|Title||Food and environmental safety assessment of new plant varieties after the European Court decision : Process-triggered or product-based?|
|Author(s)||Kok, Esther J.; Glandorf, Debora C.M.; Prins, Theo W.; Visser, Richard G.F.|
|Source||Trends in Food Science and Technology 88 (2019). - ISSN 0924-2244 - p. 24 - 32.|
|Department(s)||BU Toxicology, Novel Foods & Agro chains Sub A
|Publication type||Refereed Article in a scientific journal|
|Keyword(s)||New plant varieties - Plant breeding techniques - Process-triggered - Product-based - Safety assessment|
Background: For the safety assessment of new plant varieties most countries have adopted a basically process-triggered legislation where the techniques applied in the plant breeding strategy determine the procedure for market approval.
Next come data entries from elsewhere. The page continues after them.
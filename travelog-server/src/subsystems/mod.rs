pub mod stories;
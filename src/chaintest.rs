//! Bring-up tests for the scan chains of a system.
//!
//! [`ChainTest`] checks chain lengths, shifts pseudorandom patterns through every chain and
//! compares what comes back, and sweeps supply voltage and TCK frequency to map where the
//! chains work.  Patterns come from a fixed-seed [`SmallRng`], so a failing run can be repeated
//! bit for bit.
use alloc::format;
use alloc::string::String;
use alloc::vec::Vec;

use rand::rngs::SmallRng;
use rand::{Rng, SeedableRng};

use crate::bitvector::BitVector;
use crate::control::ChainControl;
use crate::error::{Error, Result, Severities, Severity};
use crate::instrument::{ManualPowerChannel, PowerChannel};
use crate::tester::{JtagTester, MIN_KHZ};

/// Seed of the pattern generator.
pub const SEED: u64 = 1256;
/// Default frequency step of a schmoo.
pub const DEFAULT_KHZ_STEP: u32 = 1000;
/// Default voltage step of a schmoo.
pub const DEFAULT_MV_STEP: u32 = 100;
/// How many chain lengths of zeros [`ChainTest::measure_length`] flushes through a chain.
pub const LENGTH_MULTIPLIER: usize = 100;

/// One voltage/frequency point of a schmoo.
#[derive(Clone, Copy, Debug, PartialEq, Eq)]
pub struct SchmooPoint {
    pub millivolts: u32,
    pub khz: u32,
    pub passed: bool,
}

/// One point of a supply voltage sweep.
#[derive(Clone, Copy, Debug, PartialEq)]
pub struct SweepPoint {
    pub volts: f32,
    pub passed: bool,
    /// Supply current read back after the test.
    pub amps: f32,
}

pub struct ChainTest<'a, T, P = ManualPowerChannel> {
    control: &'a mut ChainControl<T>,
    supply: P,
    rng: SmallRng,
    /// Read enable used by every shift of the tests.
    pub read_enable: bool,
    /// Write enable used by every shift of the tests.
    pub write_enable: bool,
    num_tests: usize,
    mv_low: u32,
    mv_high: u32,
    mv_step: u32,
    khz_low: u32,
    khz_high: u32,
    khz_step: u32,
}

fn round_to(value: f32, step: u32) -> u32 {
    let steps = (value / step as f32 + 0.5) as u32;
    steps * step
}

impl<'a, T: JtagTester> ChainTest<'a, T> {
    /// A test without a controllable supply; voltage changes are requested from the operator.
    pub fn without_supply(control: &'a mut ChainControl<T>) -> Self {
        ChainTest::new(control, ManualPowerChannel::new("fake"))
    }
}
//! Bench instruments that a chain test drives besides the JTAG tester.
//!
//! Instruments talk a line-based command protocol (IEEE 488.2 / SCPI style) over some
//! [`Transport`]: GPIB, a serial port, a socket.  [`Instrument`] adds the framing and error
//! reporting every such device needs.  What a device can do is expressed through small
//! capability traits ([`VoltageReadable`], [`CurrentReadable`], [`PowerChannel`],
//! [`LogicSettable`]) so tests only depend on the part they use.
use alloc::format;
use alloc::string::String;
use alloc::vec::Vec;

use crate::error::{Error, Result};
use crate::tester::JtagTester;

/// Byte stream to one instrument.
pub trait Transport {
    fn write(&mut self, data: &str) -> Result<()>;
    /// Read one reply of at most `max_len` bytes.
    fn read(&mut self, max_len: usize) -> Result<String>;
}

impl<T: Transport + ?Sized> Transport for &mut T {
    fn write(&mut self, data: &str) -> Result<()> {
        (**self).write(data)
    }

    fn read(&mut self, max_len: usize) -> Result<String> {
        (**self).read(max_len)
    }
}

/// Longest reply [`Instrument::query`] accepts.
pub const MAX_REPLY: usize = 200;
/// At most this many entries are drained from an error queue.
pub const MAX_QUEUED_ERRORS: usize = 16;

/// Error bits of the IEEE 488.2 standard event status register.
const EVENT_STATUS_ERRORS: [(u8, &str); 4] = [
    (0x04, "query error"),
    (0x08, "device-dependent error"),
    (0x10, "execution error"),
    (0x20, "command error"),
];

/// Names of the error bits set in an event status byte.
pub fn decode_event_status(status: u8) -> Vec<&'static str> {
    EVENT_STATUS_ERRORS
        .iter()
        .filter(|(bit, _)| status & bit != 0)
        .map(|(_, name)| *name)
        .collect()
}

pub struct Instrument<T> {
    name: String,
    transport: T,
    checking_status: bool,
}

impl<T: Transport> Instrument<T> {
    pub fn new(name: &str, transport: T) -> Self {
        Self {
            name: String::from(name),
            transport,
            checking_status: false,
        }
    }

    pub fn name(&self) -> &str {
        &self.name
    }

    pub fn transport(&self) -> &T {
        &self.transport
    }

    pub fn transport_mut(&mut self) -> &mut T {
        &mut self.transport
    }

    /// Send one command line.
    pub fn write(&mut self, command: &str) -> Result<()> {
        log::trace!("{} <- {}", self.name, command);
        self.transport.write(&format!("{}\n", command))
    }

    /// Read one reply, surrounding whitespace removed.
    pub fn read(&mut self, max_len: usize) -> Result<String> {
        let reply = self.transport.read(max_len)?;
        let reply = String::from(reply.trim());
        log::trace!("{} -> {}", self.name, reply);
        Ok(reply)
    }

    pub fn query(&mut self, command: &str) -> Result<String> {
        self.write(command)?;
        self.read(MAX_REPLY)
    }

    /// Query a number.  A reply that doesn't parse is [`Error::MalformedResponse`].
    pub fn query_f32(&mut self, command: &str) -> Result<f32> {
        let reply = self.query(command)?;
        reply.parse().map_err(|_| Error::MalformedResponse {
            command: String::from(command),
            reply,
        })
    }

    pub fn query_u8(&mut self, command: &str) -> Result<u8> {
        let reply = self.query(command)?;
        reply
            .trim_start_matches('+')
            .parse()
            .map_err(|_| Error::MalformedResponse {
                command: String::from(command),
                reply,
            })
    }

    /// Send a command, then check that the instrument accepted it.
    pub fn write_checked(&mut self, command: &str) -> Result<()> {
        self.write(command)?;
        self.check_status()
    }

    /// Read the event status register.  Error bits become an [`Error::Transport`] carrying
    /// their names and whatever the error queue holds.  Does nothing when called while a status
    /// check is already running.
    pub fn check_status(&mut self) -> Result<()> {
        if self.checking_status {
            return Ok(());
        }
        self.checking_status = true;
        let result = self.read_status();
        self.checking_status = false;
        result
    }

    fn read_status(&mut self) -> Result<()> {
        let status = self.query_u8("*ESR?")?;
        let errors = decode_event_status(status);
        if errors.is_empty() {
            return Ok(());
        }
        let queued = self.drain_errors()?;
        let mut msg = format!("{}: {}", self.name, errors.join(", "));
        for q in &queued {
            msg.push_str("; ");
            msg.push_str(q);
        }
        Err(Error::Transport(msg))
    }

    /// Read the error queue until it reports no error, at most [`MAX_QUEUED_ERRORS`] entries.
    pub fn drain_errors(&mut self) -> Result<Vec<String>> {
        let mut errors = Vec::new();
        for _ in 0..MAX_QUEUED_ERRORS {
            let reply = self.query("SYST:ERR?")?;
            let code = reply.split(',').next().unwrap_or("").trim();
            match code.trim_start_matches('+').parse::<i32>() {
                Ok(0) => return Ok(errors),
                Ok(_) => errors.push(reply),
                Err(_) => {
                    return Err(Error::MalformedResponse {
                        command: String::from("SYST:ERR?"),
                        reply,
                    })
                }
            }
        }
        log::warn!(
            "{}: error queue still not empty after {} reads",
            self.name,
            MAX_QUEUED_ERRORS
        );
        Ok(errors)
    }
}

pub trait VoltageReadable {
    fn read_voltage(&mut self) -> Result<f32>;
}

pub trait CurrentReadable {
    fn read_current(&mut self) -> Result<f32>;
}

/// Volts a settled supply may differ from its setpoint.
pub const SETTLE_TOLERANCE: f32 = 0.01;
/// Readbacks [`PowerChannel::set_voltage_wait`] makes before giving up.
pub const SETTLE_READS: usize = 50;

/// A supply output whose voltage can be set and read back.
pub trait PowerChannel: VoltageReadable + CurrentReadable {
    /// Change the setpoint and return at once.
    fn set_voltage_no_wait(&mut self, volts: f32) -> Result<()>;

    fn voltage_setpoint(&mut self) -> Result<f32>;

    /// Change the setpoint and poll the output until it is within [`SETTLE_TOLERANCE`].
    fn set_voltage_wait(&mut self, volts: f32) -> Result<()> {
        self.set_voltage_no_wait(volts)?;
        let mut last = f32::NAN;
        for _ in 0..SETTLE_READS {
            last = self.read_voltage()?;
            let error = last - volts;
            if (-SETTLE_TOLERANCE..=SETTLE_TOLERANCE).contains(&error) {
                return Ok(());
            }
        }
        Err(Error::Transport(format!(
            "supply did not settle at {} V, last read {} V",
            volts, last
        )))
    }
}

/// A digital output that can be driven and read back.
pub trait LogicSettable {
    fn set_logic(&mut self, high: bool) -> Result<()>;
    fn is_logic_high(&mut self) -> Result<bool>;
}

/// A supply set by hand: every change is a request to the operator.  Reads return the
/// setpoint and no current.
pub struct ManualPowerChannel {
    name: String,
    volts: f32,
}

impl ManualPowerChannel {
    pub fn new(name: &str) -> Self {
        Self {
            name: String::from(name),
            volts: 0.0,
        }
    }
}

impl VoltageReadable for ManualPowerChannel {
    fn read_voltage(&mut self) -> Result<f32> {
        Ok(self.volts)
    }
}

impl CurrentReadable for ManualPowerChannel {
    fn read_current(&mut self) -> Result<f32> {
        Ok(0.0)
    }
}

impl PowerChannel for ManualPowerChannel {
    fn set_voltage_no_wait(&mut self, volts: f32) -> Result<()> {
        log::warn!("please set supply {} to {} V", self.name, volts);
        self.volts = volts;
        Ok(())
    }

    fn voltage_setpoint(&mut self) -> Result<f32> {
        Ok(self.volts)
    }
}

/// One output of a programmable supply, addressed with SCPI commands.
pub struct ScpiSupply<T> {
    pub instrument: Instrument<T>,
    channel: u8,
}

impl<T: Transport> ScpiSupply<T> {
    pub fn new(instrument: Instrument<T>, channel: u8) -> Self {
        Self {
            instrument,
            channel,
        }
    }

    fn select(&mut self) -> Result<()> {
        self.instrument
            .write_checked(&format!("INST:NSEL {}", self.channel))
    }

    /// Current limit of the output.
    pub fn set_current_limit(&mut self, amps: f32) -> Result<()> {
        self.select()?;
        self.instrument.write_checked(&format!("CURR {}", amps))
    }

    pub fn set_output(&mut self, on: bool) -> Result<()> {
        self.select()?;
        self.instrument
            .write_checked(if on { "OUTP ON" } else { "OUTP OFF" })
    }
}

impl<T: Transport> VoltageReadable for ScpiSupply<T> {
    fn read_voltage(&mut self) -> Result<f32> {
        self.select()?;
        self.instrument.query_f32("MEAS:VOLT?")
    }
}

impl<T: Transport> CurrentReadable for ScpiSupply<T> {
    fn read_current(&mut self) -> Result<f32> {
        self.select()?;
        self.instrument.query_f32("MEAS:CURR?")
    }
}

impl<T: Transport> PowerChannel for ScpiSupply<T> {
    fn set_voltage_no_wait(&mut self, volts: f32) -> Result<()> {
        self.select()?;
        self.instrument.write_checked(&format!("VOLT {}", volts))
    }

    fn voltage_setpoint(&mut self) -> Result<f32> {
        self.select()?;
        self.instrument.query_f32("VOLT?")
    }
}

/// One logic output of a JTAG tester.
pub struct TesterLogicOutput<'a, J: ?Sized> {
    tester: &'a mut J,
    index: usize,
}

impl<'a, J: JtagTester + ?Sized> TesterLogicOutput<'a, J> {
    pub fn new(tester: &'a mut J, index: usize) -> Self {
        Self { tester, index }
    }
}

impl<J: JtagTester + ?Sized> LogicSettable for TesterLogicOutput<'_, J> {
    fn set_logic(&mut self, high: bool) -> Result<()> {
        self.tester.set_logic_output(self.index, high)
    }

    fn is_logic_high(&mut self) -> Result<bool> {
        self.tester
            .logic_outputs()
            .get(self.index)
            .copied()
            .ok_or_else(|| Error::Config(format!("no logic output {}", self.index)))
    }
}

#[cfg(test)]
mod tests {
    use super::*;
    use alloc::collections::VecDeque;
    use alloc::vec;

    /// Records writes and answers reads from a script.
    #[derive(Default)]
    struct Script {
        written: Vec<String>,
        replies: VecDeque<String>,
    }

    impl Script {
        fn new(replies: &[&str]) -> Self {
            Self {
                written: Vec::new(),
                replies: replies.iter().map(|r| String::from(*r)).collect(),
            }
        }
    }

    impl Transport for Script {
        fn write(&mut self, data: &str) -> Result<()> {
            self.written.push(String::from(data));
            Ok(())
        }

        fn read(&mut self, max_len: usize) -> Result<String> {
            let mut reply = self
                .replies
                .pop_front()
                .ok_or_else(|| Error::Transport(String::from("read timed out")))?;
            reply.truncate(max_len);
            Ok(reply)
        }
    }

    #[test]
    fn framing_and_numbers() {
        let mut inst = Instrument::new("dmm", Script::new(&[" 1.25\r\n", "abc"]));
        assert_eq!(inst.query_f32("MEAS:VOLT?").unwrap(), 1.25);
        assert_eq!(
            inst.query_f32("MEAS:CURR?"),
            Err(Error::MalformedResponse {
                command: String::from("MEAS:CURR?"),
                reply: String::from("abc"),
            })
        );
        assert_eq!(inst.transport().written, ["MEAS:VOLT?\n", "MEAS:CURR?\n"]);
        assert!(matches!(inst.read(10), Err(Error::Transport(_))));
    }

    #[test]
    fn status_errors_carry_the_queue() {
        assert_eq!(decode_event_status(0x00), Vec::<&str>::new());
        assert_eq!(decode_event_status(0x31), ["execution error", "command error"]);

        let mut inst = Instrument::new(
            "psu",
            Script::new(&[
                "+32",
                "-113,\"Undefined header\"",
                "-221,\"Settings conflict\"",
                "+0,\"No error\"",
            ]),
        );
        let err = inst.write_checked("VOLTS 3").unwrap_err();
        assert_eq!(
            err,
            Error::Transport(String::from(
                "psu: command error; -113,\"Undefined header\"; -221,\"Settings conflict\""
            ))
        );

        let mut inst = Instrument::new("psu", Script::new(&["0"]));
        inst.write_checked("VOLT 3").unwrap();
        assert_eq!(inst.transport().written, ["VOLT 3\n", "*ESR?\n"]);
    }

    #[test]
    fn error_queue_is_bounded() {
        let replies = vec!["-100,\"Command error\""; MAX_QUEUED_ERRORS + 4];
        let mut inst = Instrument::new("psu", Script::new(&replies));
        assert_eq!(inst.drain_errors().unwrap().len(), MAX_QUEUED_ERRORS);

        let mut inst = Instrument::new("psu", Script::new(&["garbage"]));
        assert!(matches!(
            inst.drain_errors(),
            Err(Error::MalformedResponse { .. })
        ));
    }

    #[test]
    fn scpi_supply_settles() {
        let script = Script::new(&["0", "0", "0", "1.1", "0", "1.5", "0", "0.02"]);
        let mut psu = ScpiSupply::new(Instrument::new("psu", script), 2);
        psu.set_voltage_wait(1.5).unwrap();
        assert_eq!(psu.read_current().unwrap(), 0.02);
        let written = &psu.instrument.transport().written;
        assert_eq!(written[0], "INST:NSEL 2\n");
        assert_eq!(written[2], "VOLT 1.5\n");
        assert_eq!(written[6], "MEAS:VOLT?\n");

        let mut stuck = Script::new(&["0", "0"]);
        for _ in 0..SETTLE_READS {
            stuck.replies.push_back(String::from("0"));
            stuck.replies.push_back(String::from("0.3"));
        }
        let mut psu = ScpiSupply::new(Instrument::new("psu", stuck), 1);
        assert!(matches!(psu.set_voltage_wait(1.0), Err(Error::Transport(_))));
    }

    #[test]
    fn manual_supply_reports_setpoint() {
        let mut psu = ManualPowerChannel::new("vdd");
        psu.set_voltage_wait(0.9).unwrap();
        assert_eq!(psu.voltage_setpoint().unwrap(), 0.9);
        assert_eq!(psu.read_current().unwrap(), 0.0);
    }

    #[test]
    fn tester_logic_output() {
        use crate::cable::sim::SimulatedChain;
        use crate::tester::CableTester;

        let mut tester = CableTester::new(SimulatedChain::new()).unwrap();
        let mut out = TesterLogicOutput::new(&mut tester, 3);
        out.set_logic(true).unwrap();
        assert!(out.is_logic_high().unwrap());
        let mut bad = TesterLogicOutput::new(&mut tester, 8);
        assert!(matches!(bad.set_logic(true), Err(Error::Config(_))));
    }
}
In other countries, there is a more product-based legislation where the characteristics of new plant varieties determine the procedure for market approval. Scope and approach: In the present paper it is investigated whether the knowledge on current plant breeding strategies warrants the current distinction in safety assessment between the different types of techniques applied. Related to this it is assessed whether it is feasible to enforce any future legislation of plants obtained by new plant breeding techniques, based on traceability aspects related to the different gene editing strategies. Key findings and conclusions: It is concluded that unintended side effects can be related to any of the current plant breeding techniques, but the effects and associated frequencies of the mutations cannot be predicted and insufficient data are available to relate them to specific techniques. As a consequence, there is no scientific basis to state that the breeding technique applied should determine the nature and extent of the pre-market safety assessment of any new plant variety. Furthermore, it will not be feasible to analytically distinguish many of the varieties obtained by new plant breeding techniques from conventionally bred varieties. This study shows that only a truly product-based approach, assessing each new plant variety on its own merits in terms of altered characteristics and related hazards, will guarantee the safety of our food supply as well as the environmental safety.